____ Data records

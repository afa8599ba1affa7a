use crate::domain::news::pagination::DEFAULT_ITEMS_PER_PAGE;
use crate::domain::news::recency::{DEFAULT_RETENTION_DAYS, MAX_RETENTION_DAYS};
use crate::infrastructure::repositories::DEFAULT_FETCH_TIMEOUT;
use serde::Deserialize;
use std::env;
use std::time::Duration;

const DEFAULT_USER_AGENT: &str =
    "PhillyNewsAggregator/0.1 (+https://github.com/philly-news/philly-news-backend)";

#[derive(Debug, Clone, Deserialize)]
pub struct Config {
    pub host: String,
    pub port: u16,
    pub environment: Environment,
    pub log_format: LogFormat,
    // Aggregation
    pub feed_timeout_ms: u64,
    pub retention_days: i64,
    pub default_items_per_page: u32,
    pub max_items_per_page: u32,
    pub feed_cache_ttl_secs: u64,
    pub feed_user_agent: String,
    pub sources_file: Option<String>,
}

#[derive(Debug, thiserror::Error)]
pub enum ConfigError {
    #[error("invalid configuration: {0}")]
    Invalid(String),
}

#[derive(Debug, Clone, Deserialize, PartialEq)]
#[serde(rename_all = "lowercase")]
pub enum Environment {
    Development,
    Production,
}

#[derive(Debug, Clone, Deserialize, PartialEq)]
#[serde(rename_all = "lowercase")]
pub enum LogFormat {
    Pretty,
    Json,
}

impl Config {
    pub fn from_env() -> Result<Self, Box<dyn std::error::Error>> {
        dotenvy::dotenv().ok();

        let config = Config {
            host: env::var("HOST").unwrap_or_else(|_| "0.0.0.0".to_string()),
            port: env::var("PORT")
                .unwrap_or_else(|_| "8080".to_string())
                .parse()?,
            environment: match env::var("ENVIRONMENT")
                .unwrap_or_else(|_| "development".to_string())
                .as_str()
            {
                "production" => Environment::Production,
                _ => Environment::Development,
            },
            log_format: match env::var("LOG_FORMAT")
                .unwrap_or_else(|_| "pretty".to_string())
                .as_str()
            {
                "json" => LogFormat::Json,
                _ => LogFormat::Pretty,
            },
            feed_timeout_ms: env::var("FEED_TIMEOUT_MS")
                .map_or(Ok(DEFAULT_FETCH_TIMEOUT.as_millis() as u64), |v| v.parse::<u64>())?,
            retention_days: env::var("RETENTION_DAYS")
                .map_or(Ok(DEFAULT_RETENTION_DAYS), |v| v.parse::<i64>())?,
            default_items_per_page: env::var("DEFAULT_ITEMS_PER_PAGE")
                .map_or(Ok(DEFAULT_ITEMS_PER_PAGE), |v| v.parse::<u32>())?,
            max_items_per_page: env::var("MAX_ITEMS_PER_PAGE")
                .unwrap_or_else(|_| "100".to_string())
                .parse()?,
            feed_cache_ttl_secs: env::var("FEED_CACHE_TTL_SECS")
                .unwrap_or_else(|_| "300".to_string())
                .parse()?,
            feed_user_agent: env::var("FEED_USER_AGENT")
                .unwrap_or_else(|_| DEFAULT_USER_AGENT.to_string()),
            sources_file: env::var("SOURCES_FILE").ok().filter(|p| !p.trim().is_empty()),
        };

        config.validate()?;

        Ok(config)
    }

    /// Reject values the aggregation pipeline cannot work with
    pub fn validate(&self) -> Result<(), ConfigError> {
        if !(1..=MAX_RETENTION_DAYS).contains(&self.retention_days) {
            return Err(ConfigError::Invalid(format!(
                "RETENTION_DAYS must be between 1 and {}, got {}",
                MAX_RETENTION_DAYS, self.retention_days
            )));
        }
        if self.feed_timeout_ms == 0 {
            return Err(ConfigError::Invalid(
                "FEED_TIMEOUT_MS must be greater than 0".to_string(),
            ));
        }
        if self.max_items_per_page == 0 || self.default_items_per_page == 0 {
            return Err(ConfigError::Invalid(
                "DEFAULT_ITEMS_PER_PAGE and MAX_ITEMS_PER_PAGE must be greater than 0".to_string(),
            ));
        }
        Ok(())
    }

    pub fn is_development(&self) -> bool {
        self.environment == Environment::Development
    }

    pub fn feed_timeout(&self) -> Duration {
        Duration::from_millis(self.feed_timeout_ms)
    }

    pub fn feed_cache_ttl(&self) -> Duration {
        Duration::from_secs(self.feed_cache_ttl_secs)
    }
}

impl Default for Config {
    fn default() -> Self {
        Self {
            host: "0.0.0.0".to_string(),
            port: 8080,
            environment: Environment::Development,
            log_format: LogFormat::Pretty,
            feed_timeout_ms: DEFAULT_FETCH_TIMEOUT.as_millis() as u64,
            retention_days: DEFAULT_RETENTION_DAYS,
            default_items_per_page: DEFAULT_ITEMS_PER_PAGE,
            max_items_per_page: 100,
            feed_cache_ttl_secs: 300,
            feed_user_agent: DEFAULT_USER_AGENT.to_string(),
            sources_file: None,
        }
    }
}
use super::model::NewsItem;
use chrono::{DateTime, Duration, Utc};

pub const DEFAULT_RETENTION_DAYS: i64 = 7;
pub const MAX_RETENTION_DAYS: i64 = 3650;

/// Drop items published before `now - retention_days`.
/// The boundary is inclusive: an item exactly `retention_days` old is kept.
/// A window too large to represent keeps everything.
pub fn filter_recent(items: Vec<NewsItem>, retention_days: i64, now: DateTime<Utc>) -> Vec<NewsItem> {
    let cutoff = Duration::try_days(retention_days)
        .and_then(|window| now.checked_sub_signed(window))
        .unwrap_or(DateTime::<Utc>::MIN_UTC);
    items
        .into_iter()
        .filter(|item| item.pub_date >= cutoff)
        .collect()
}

________

- Exercise description
Please show every line of the material that contains the string "than".

- Answer
                "FEED_TIMEOUT_MS must be greater than 0".to_string(),
                "DEFAULT_ITEMS_PER_PAGE and MAX_ITEMS_PER_PAGE must be greater than 0".to_string(),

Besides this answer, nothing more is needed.